Saved data entries:
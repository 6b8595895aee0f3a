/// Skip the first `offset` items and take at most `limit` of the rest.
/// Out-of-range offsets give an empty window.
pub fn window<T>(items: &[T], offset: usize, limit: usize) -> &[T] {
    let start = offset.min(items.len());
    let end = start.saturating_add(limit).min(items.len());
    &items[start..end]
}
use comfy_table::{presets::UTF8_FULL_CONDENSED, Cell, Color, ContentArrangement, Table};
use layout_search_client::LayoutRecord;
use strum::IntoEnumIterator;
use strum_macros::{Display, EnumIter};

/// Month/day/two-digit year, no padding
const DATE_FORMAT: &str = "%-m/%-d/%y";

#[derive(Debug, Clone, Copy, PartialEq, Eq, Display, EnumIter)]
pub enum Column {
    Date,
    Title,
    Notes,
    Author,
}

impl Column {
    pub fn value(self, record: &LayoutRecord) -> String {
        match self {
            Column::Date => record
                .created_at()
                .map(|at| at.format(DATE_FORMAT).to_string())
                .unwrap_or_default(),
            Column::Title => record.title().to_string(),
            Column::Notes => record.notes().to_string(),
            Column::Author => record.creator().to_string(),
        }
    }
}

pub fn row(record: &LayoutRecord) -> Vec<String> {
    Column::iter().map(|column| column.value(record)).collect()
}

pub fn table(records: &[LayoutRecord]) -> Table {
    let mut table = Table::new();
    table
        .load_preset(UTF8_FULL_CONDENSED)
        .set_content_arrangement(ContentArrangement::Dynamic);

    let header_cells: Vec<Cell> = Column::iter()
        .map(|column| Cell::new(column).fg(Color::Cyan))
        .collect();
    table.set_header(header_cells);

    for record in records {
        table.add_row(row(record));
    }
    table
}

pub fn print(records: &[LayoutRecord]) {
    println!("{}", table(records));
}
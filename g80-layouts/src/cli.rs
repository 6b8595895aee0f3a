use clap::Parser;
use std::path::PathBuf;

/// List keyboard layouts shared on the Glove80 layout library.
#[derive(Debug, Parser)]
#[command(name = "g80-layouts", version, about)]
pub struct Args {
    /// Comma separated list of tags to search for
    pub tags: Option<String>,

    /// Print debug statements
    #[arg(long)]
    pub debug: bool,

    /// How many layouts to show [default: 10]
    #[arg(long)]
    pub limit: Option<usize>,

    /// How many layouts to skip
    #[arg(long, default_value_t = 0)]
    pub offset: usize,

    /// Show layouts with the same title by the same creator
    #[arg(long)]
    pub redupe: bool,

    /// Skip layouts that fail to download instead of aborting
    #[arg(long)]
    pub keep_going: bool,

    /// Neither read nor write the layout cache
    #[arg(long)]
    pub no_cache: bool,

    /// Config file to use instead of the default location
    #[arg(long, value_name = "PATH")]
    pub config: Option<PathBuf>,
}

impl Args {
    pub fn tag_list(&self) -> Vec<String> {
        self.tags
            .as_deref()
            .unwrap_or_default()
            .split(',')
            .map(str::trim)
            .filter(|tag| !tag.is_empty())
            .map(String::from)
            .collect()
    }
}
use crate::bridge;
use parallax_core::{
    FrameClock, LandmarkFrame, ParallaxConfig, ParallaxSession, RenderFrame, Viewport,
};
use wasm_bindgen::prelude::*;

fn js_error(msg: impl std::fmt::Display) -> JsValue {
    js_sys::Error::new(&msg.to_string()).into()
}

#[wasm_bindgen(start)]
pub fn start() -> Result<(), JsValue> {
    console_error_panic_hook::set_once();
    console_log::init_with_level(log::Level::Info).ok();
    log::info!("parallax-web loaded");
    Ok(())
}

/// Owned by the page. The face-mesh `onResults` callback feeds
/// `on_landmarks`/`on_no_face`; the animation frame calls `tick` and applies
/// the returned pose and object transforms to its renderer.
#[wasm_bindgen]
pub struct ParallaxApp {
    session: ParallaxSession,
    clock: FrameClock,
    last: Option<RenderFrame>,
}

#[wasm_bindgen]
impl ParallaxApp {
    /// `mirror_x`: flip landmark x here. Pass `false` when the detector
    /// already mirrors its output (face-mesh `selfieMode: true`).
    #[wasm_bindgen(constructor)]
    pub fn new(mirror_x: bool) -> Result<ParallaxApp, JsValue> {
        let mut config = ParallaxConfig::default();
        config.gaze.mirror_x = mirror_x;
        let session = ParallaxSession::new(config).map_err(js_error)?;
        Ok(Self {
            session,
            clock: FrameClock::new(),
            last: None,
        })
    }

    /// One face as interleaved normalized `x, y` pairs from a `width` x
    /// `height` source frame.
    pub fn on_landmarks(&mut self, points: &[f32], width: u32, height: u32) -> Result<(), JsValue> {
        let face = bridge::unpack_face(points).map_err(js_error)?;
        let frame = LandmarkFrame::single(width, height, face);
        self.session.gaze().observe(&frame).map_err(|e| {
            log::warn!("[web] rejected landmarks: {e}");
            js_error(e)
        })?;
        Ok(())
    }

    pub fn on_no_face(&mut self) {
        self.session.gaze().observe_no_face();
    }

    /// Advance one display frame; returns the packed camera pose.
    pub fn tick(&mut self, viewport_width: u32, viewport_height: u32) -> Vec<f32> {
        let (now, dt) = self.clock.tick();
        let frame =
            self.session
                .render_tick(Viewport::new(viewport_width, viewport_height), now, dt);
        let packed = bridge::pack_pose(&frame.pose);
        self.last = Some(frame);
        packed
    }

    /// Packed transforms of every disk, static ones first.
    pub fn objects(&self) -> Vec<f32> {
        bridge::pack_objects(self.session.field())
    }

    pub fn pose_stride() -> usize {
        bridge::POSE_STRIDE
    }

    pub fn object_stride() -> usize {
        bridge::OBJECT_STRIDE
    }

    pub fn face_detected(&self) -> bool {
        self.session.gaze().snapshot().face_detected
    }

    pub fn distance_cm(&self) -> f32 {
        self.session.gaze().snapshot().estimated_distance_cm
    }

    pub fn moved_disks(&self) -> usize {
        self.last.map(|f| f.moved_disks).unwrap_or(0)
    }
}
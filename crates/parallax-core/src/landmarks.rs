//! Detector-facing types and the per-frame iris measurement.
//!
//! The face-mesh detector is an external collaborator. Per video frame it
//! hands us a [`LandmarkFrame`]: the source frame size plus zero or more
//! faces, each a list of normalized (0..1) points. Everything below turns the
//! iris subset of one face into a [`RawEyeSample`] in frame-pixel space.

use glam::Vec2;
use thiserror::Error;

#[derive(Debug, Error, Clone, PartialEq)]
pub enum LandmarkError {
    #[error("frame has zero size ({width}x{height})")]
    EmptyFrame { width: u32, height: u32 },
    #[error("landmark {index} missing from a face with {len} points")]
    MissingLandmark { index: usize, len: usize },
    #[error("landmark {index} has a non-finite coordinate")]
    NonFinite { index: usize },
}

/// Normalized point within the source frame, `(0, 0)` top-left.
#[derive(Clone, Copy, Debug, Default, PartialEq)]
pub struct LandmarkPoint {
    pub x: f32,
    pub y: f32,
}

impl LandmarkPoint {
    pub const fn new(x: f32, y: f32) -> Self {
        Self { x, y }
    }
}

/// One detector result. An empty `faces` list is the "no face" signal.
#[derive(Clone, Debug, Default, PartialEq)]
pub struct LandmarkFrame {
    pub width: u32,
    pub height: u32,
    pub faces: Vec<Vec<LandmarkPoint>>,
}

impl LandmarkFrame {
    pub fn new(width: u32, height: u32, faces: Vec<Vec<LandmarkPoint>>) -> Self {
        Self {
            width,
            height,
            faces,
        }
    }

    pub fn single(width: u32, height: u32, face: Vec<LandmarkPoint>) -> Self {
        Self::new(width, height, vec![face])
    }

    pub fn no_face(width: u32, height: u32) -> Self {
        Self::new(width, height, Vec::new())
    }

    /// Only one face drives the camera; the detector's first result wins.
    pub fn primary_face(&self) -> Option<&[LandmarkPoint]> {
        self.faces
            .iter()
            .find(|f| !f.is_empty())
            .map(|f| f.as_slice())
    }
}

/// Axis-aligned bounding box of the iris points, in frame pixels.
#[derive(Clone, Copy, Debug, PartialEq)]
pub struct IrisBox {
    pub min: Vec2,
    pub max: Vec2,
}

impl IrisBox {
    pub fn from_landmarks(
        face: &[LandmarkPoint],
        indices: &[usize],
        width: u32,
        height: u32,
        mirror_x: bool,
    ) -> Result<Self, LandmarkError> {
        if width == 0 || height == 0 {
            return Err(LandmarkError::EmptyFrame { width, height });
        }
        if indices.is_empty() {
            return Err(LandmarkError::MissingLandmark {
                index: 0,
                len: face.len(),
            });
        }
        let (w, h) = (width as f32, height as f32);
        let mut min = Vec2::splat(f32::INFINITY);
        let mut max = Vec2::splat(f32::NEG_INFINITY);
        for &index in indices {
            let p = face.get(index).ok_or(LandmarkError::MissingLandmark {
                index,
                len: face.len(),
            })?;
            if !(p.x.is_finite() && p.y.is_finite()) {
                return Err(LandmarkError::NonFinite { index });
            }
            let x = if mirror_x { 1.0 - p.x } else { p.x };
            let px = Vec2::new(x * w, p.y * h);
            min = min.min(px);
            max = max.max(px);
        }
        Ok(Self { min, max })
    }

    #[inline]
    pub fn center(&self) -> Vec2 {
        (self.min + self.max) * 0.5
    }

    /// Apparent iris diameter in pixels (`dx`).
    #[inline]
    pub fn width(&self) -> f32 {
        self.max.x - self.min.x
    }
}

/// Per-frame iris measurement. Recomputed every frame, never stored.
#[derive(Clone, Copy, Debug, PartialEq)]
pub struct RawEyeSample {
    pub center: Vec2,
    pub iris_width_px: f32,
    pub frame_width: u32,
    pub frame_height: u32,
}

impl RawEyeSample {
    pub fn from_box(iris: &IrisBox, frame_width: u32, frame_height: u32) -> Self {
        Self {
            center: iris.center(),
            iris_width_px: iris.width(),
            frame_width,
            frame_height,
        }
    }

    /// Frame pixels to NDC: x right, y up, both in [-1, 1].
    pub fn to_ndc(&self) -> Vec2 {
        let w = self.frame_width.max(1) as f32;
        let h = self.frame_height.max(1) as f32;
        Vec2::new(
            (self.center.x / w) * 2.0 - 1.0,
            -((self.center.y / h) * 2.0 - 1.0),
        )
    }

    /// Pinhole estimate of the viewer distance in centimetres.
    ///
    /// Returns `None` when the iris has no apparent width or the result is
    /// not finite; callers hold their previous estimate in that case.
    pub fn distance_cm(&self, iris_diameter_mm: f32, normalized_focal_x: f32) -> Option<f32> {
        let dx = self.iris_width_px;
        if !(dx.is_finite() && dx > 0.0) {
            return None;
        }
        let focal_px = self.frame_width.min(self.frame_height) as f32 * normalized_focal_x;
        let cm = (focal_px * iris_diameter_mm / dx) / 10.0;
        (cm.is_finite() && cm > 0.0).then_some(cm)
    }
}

* * *

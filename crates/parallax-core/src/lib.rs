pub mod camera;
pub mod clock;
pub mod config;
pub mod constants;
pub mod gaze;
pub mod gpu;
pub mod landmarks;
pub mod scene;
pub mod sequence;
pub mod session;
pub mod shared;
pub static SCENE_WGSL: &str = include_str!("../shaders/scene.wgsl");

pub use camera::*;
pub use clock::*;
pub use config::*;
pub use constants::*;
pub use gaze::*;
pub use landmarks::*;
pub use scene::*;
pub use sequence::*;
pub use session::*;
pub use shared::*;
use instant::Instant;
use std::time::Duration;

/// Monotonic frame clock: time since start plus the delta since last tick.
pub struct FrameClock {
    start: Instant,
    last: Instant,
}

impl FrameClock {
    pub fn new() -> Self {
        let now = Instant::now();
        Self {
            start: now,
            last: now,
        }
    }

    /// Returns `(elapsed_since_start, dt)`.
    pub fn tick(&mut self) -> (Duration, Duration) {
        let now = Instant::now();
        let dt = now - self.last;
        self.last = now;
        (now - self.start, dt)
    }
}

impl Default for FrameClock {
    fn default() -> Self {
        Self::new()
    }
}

Problem to solve:
Print the lines above from the one with "let packed = bridge::pack_pose(&frame.pose);" through the one with "filename crates/parallax-core/src/landmarks.rs", both included, exactly as written and nothing more.

Result below:
        let packed = bridge::pack_pose(&frame.pose);
        self.last = Some(frame);
        packed
    }

    /// Packed transforms of every disk, static ones first.
    pub fn objects(&self) -> Vec<f32> {
        bridge::pack_objects(self.session.field())
    }

    pub fn pose_stride() -> usize {
        bridge::POSE_STRIDE
    }

    pub fn object_stride() -> usize {
        bridge::OBJECT_STRIDE
    }

    pub fn face_detected(&self) -> bool {
        self.session.gaze().snapshot().face_detected
    }

    pub fn distance_cm(&self) -> f32 {
        self.session.gaze().snapshot().estimated_distance_cm
    }

    pub fn moved_disks(&self) -> usize {
        self.last.map(|f| f.moved_disks).unwrap_or(0)
    }
}
filename crates/parallax-core/src/landmarks.rs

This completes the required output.